Activity: Lines containing the word "written" are the ones to copy from the records below.

(Dataset entries)
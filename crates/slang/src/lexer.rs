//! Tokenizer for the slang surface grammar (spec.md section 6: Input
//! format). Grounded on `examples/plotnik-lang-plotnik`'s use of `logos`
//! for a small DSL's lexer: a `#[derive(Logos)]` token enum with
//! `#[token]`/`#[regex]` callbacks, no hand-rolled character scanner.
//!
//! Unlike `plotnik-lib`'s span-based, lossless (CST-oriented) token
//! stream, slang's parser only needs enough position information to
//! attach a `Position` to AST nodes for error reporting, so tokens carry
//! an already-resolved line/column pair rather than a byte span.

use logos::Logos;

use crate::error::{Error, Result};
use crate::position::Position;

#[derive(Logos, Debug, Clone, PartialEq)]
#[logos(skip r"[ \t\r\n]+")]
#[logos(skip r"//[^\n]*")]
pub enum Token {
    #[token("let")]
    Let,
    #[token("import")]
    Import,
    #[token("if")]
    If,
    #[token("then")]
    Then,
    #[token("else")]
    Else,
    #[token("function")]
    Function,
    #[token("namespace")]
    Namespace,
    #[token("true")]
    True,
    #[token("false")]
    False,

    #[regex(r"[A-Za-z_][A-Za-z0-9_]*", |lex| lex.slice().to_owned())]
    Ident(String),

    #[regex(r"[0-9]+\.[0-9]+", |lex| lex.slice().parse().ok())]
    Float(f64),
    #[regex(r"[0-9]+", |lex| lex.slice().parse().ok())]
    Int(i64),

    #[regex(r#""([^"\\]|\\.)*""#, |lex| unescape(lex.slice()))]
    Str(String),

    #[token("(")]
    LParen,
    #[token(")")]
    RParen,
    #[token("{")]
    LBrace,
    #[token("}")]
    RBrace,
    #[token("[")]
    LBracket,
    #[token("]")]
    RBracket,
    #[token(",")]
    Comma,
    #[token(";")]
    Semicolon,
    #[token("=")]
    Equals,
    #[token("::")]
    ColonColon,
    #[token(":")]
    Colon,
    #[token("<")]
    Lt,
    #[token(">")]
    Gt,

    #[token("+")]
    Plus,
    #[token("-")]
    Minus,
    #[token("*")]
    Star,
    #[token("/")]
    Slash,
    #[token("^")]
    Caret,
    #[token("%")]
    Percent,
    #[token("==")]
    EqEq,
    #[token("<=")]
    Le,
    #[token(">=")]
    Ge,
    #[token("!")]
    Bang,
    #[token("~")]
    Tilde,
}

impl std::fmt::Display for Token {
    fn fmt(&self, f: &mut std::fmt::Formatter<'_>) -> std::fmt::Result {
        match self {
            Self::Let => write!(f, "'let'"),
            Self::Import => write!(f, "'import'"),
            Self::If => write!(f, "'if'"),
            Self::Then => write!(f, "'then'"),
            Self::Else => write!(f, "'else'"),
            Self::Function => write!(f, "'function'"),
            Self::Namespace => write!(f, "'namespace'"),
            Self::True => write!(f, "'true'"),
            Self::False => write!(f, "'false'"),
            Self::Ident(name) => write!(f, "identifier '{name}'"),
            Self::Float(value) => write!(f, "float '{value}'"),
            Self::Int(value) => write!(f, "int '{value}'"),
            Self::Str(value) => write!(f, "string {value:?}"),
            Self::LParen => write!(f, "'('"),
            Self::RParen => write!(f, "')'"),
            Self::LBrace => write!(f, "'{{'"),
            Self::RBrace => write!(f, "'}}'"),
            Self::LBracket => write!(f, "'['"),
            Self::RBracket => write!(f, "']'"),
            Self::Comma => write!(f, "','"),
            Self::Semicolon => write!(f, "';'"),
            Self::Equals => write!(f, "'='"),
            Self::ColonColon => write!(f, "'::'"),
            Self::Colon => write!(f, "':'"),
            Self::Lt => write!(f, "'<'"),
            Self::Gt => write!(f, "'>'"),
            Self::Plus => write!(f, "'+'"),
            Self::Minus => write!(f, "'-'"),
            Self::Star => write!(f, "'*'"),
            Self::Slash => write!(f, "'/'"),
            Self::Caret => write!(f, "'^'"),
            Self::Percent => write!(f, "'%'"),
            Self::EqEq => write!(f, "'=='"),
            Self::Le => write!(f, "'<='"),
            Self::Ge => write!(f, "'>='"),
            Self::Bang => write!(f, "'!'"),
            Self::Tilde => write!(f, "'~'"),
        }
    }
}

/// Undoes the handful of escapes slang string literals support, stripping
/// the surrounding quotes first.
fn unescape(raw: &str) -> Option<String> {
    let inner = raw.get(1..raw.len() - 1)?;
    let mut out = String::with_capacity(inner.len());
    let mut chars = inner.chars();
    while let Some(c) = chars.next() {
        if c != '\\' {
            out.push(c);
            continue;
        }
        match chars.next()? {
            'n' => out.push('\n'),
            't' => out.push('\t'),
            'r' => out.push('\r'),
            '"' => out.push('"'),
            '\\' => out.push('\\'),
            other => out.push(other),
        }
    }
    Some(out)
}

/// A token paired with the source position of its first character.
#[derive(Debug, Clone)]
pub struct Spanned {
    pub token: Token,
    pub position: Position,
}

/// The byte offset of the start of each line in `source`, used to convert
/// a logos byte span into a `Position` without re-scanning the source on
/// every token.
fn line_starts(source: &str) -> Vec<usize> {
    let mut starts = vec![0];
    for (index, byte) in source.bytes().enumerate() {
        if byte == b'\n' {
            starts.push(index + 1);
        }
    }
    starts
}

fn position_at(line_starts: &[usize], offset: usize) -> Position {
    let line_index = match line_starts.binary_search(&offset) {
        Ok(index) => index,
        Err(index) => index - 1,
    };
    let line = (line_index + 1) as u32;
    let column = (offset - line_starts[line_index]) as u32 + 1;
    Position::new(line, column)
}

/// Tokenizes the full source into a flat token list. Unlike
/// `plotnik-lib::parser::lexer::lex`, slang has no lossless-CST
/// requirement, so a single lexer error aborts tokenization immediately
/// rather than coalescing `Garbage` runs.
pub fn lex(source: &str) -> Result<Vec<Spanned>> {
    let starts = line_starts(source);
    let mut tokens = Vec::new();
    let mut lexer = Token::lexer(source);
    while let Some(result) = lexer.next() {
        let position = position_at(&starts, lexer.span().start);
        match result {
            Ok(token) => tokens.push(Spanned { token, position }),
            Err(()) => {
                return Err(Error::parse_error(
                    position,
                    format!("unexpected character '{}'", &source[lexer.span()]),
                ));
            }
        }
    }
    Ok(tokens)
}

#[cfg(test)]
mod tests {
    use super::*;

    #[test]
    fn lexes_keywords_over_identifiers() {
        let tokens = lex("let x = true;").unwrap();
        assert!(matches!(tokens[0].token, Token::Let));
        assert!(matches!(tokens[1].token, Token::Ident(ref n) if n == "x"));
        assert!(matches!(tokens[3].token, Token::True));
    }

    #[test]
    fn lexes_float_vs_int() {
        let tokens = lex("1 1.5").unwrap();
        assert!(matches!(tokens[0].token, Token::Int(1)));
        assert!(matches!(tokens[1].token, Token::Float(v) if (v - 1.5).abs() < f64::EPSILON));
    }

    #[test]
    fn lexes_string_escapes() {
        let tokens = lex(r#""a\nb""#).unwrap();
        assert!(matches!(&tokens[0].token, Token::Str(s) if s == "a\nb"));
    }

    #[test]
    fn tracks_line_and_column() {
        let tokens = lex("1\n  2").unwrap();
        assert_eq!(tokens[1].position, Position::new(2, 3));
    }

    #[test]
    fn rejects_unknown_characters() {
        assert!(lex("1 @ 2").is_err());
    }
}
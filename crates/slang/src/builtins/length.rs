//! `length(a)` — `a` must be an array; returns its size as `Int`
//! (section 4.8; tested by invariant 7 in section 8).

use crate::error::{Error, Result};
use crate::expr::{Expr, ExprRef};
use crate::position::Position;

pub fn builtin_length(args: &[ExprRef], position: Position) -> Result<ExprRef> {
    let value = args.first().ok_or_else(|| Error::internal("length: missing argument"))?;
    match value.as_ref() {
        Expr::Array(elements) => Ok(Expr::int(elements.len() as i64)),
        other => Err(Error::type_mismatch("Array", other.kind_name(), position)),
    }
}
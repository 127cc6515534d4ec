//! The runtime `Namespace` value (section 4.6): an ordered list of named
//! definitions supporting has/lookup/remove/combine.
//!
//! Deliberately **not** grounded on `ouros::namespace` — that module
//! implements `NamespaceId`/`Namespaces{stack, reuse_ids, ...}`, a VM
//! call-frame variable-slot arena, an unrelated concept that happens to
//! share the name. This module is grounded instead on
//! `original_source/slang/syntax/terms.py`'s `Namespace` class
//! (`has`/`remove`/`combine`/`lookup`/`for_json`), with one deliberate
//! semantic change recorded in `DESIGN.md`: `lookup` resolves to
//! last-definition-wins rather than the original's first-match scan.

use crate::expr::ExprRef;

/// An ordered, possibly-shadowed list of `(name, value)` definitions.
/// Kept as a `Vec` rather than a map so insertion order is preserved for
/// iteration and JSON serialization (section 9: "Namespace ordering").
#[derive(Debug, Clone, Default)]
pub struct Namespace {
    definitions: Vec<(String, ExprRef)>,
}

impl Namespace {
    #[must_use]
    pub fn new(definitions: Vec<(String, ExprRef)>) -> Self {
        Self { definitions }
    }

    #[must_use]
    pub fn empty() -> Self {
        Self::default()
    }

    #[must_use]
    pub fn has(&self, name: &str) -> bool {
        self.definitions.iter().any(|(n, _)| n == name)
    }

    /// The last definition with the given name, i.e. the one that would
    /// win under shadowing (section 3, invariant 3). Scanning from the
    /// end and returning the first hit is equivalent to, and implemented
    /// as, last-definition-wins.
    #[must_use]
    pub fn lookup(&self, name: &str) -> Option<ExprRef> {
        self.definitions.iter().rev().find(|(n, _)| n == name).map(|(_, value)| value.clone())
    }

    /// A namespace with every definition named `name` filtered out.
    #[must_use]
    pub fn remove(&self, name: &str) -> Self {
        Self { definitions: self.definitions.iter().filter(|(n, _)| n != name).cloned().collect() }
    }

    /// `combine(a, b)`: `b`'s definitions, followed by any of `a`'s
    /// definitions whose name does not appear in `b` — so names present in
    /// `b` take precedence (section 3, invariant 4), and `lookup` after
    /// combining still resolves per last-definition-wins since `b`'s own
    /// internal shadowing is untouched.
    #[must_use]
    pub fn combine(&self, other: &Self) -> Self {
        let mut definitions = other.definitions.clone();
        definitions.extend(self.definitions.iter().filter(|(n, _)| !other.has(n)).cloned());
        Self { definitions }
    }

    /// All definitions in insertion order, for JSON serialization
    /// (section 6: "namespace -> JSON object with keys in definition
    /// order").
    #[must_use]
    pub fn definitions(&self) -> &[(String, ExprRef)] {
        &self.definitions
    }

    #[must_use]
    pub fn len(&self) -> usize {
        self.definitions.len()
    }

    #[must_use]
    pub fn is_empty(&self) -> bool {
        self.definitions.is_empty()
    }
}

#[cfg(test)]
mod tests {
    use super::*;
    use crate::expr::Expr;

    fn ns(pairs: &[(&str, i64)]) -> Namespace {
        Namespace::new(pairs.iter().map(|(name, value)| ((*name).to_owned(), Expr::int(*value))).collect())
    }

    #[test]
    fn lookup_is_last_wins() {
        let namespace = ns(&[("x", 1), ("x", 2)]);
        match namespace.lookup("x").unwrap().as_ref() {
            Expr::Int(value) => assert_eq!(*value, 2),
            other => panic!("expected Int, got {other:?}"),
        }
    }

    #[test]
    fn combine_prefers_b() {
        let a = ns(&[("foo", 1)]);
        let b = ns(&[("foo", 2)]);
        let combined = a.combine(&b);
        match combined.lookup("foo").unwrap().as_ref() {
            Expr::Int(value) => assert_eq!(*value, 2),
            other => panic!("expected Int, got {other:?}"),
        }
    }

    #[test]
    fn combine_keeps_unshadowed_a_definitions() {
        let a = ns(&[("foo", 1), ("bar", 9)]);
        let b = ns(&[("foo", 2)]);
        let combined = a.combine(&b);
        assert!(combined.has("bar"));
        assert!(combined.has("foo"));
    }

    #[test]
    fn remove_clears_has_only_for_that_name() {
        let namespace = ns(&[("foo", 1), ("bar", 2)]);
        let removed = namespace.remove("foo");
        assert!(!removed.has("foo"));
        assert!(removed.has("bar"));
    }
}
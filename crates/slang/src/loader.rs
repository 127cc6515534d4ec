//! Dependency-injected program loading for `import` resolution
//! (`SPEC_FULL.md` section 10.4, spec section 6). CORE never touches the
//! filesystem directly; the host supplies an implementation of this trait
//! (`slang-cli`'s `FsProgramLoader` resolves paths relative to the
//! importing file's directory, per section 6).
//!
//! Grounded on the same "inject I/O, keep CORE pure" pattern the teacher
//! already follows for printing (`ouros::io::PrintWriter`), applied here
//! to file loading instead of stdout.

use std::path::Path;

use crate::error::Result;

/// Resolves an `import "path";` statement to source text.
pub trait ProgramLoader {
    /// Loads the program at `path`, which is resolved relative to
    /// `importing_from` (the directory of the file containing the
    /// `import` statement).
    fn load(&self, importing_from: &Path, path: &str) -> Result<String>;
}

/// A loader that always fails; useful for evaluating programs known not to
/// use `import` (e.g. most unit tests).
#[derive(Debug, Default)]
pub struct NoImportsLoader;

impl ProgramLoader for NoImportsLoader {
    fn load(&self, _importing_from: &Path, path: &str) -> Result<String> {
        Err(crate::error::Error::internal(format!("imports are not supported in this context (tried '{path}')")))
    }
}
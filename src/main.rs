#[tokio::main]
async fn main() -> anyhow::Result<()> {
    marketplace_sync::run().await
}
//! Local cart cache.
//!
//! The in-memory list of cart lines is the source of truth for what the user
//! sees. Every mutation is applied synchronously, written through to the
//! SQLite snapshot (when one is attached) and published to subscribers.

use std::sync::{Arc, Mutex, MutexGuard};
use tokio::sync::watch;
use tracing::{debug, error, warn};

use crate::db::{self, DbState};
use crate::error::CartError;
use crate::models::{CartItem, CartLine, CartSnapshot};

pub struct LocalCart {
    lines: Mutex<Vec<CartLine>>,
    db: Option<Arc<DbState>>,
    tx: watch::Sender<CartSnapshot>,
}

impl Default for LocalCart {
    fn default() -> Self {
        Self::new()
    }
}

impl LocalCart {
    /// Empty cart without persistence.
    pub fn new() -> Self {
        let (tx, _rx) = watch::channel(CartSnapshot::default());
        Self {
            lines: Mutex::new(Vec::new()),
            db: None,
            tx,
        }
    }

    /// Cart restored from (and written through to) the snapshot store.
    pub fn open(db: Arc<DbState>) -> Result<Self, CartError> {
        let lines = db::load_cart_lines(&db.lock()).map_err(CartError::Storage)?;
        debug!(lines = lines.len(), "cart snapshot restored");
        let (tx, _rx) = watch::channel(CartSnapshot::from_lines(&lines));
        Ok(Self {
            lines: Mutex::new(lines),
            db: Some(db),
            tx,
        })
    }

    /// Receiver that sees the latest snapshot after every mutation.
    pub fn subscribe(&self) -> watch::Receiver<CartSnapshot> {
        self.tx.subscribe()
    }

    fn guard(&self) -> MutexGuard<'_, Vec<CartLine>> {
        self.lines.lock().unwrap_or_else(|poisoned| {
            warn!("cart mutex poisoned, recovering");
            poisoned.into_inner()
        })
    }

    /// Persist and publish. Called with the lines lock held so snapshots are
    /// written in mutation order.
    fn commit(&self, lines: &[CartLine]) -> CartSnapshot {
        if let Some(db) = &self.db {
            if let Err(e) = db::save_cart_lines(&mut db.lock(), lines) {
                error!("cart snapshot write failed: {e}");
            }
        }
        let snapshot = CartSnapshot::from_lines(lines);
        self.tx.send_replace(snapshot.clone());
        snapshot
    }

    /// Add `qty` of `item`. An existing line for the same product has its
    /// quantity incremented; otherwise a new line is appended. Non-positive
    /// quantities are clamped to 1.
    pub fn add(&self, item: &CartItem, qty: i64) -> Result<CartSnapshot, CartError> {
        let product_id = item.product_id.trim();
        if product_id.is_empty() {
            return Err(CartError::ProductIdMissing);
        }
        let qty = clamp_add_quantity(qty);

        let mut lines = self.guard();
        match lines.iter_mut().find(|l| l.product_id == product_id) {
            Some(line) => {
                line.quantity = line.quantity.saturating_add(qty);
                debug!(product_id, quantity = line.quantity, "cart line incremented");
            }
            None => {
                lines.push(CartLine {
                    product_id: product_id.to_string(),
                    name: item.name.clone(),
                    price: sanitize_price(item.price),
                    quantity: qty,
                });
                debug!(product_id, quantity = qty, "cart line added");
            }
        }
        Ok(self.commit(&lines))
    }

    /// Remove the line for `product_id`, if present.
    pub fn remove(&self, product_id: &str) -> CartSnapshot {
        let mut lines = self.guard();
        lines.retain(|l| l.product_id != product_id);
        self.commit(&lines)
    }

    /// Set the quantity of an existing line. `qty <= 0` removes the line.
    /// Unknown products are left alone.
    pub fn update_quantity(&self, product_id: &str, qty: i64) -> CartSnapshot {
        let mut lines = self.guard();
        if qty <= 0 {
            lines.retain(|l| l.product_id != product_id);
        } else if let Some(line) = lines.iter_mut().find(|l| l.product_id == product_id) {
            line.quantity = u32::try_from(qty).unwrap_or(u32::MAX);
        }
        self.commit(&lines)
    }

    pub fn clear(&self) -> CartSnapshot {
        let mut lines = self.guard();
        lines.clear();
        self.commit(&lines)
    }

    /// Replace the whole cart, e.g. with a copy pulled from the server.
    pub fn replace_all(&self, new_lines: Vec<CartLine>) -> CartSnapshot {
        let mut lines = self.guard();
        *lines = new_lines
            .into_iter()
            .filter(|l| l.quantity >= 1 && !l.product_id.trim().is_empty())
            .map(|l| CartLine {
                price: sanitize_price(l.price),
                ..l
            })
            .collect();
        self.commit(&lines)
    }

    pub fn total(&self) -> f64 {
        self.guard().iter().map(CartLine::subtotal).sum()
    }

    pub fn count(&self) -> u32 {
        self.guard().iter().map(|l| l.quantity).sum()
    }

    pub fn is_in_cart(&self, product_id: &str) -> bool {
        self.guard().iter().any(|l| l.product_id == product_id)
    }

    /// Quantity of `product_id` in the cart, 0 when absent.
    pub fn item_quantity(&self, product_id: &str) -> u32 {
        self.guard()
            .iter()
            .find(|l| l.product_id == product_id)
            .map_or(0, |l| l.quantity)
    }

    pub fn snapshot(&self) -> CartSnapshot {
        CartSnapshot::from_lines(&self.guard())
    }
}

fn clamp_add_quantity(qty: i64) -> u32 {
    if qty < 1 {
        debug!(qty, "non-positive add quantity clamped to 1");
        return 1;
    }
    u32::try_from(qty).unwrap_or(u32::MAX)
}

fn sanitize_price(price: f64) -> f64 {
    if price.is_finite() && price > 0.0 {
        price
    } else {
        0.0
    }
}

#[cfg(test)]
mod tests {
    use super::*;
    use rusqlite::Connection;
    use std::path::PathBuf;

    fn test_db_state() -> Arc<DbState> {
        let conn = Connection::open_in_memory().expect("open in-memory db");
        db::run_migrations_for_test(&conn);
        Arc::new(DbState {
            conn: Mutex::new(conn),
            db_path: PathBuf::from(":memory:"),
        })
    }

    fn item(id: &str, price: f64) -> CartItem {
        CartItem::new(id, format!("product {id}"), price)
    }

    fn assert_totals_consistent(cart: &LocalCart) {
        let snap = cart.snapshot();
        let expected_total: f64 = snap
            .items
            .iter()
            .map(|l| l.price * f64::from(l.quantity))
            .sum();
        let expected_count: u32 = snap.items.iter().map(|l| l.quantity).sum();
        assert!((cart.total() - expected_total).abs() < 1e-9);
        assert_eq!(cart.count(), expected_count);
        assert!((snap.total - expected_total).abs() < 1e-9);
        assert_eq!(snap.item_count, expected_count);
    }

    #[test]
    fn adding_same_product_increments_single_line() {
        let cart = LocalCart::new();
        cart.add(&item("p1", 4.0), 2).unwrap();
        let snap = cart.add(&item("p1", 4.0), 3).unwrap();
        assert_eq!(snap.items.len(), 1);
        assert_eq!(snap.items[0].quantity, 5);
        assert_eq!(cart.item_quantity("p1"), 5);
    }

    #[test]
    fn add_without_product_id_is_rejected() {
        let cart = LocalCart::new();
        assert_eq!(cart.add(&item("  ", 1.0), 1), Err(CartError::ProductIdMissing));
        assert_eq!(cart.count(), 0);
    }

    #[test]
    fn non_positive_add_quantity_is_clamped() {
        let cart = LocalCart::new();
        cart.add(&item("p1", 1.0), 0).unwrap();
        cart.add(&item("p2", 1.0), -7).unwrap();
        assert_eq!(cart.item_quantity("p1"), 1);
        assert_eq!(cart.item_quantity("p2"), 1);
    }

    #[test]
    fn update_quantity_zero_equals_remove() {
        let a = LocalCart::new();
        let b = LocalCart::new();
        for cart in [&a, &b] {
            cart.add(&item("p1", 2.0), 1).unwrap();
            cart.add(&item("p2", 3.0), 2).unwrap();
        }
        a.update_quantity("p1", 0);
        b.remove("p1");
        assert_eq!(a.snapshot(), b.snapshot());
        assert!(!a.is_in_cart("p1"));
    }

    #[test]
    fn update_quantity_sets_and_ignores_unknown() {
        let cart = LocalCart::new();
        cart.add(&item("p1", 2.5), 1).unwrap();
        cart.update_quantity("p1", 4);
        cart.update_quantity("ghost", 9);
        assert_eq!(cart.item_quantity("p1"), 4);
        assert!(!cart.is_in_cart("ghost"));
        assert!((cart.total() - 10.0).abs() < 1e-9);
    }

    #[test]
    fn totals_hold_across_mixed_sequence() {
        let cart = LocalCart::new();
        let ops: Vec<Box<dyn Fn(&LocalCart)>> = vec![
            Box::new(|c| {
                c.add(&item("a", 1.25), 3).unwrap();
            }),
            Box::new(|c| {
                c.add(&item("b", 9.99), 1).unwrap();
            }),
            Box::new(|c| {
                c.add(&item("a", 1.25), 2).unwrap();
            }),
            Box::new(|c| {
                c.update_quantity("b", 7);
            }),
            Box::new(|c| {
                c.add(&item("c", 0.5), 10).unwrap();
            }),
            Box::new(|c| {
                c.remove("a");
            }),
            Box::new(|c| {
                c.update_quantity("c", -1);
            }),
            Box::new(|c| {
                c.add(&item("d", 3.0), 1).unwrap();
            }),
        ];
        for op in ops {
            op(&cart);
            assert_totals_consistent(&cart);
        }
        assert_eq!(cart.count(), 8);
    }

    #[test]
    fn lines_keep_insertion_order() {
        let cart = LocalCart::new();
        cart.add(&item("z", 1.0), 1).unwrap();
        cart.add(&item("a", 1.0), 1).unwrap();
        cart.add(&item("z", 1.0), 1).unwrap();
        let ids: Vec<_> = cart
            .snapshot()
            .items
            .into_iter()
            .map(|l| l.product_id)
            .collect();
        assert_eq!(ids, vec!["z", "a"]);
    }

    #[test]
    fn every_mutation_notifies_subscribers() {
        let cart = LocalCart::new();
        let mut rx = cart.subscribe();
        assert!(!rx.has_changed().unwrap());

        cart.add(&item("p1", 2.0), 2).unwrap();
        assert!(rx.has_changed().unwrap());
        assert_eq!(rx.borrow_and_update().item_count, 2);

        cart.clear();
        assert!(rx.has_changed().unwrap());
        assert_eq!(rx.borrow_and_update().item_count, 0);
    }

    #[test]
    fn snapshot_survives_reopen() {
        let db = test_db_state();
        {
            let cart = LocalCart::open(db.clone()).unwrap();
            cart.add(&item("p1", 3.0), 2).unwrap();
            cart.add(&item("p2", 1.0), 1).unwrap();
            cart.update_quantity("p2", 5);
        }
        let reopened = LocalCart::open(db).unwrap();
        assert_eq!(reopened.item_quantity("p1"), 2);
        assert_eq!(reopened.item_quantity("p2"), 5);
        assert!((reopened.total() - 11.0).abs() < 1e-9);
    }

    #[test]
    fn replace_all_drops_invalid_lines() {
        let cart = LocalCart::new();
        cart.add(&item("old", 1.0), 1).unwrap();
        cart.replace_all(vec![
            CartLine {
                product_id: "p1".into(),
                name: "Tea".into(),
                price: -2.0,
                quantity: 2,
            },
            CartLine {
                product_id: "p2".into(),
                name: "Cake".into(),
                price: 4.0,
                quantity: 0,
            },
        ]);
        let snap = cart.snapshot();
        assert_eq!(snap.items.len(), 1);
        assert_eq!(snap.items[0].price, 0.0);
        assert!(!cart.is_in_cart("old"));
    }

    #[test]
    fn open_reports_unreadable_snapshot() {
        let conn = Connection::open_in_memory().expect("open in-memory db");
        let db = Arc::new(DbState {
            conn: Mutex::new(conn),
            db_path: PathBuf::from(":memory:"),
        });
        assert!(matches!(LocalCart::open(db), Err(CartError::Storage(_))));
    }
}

Answer for this exercise:
//! sees. Every mutation is applied synchronously, written through to the
    /// Cart restored from (and written through to) the snapshot store.
    /// written in mutation order.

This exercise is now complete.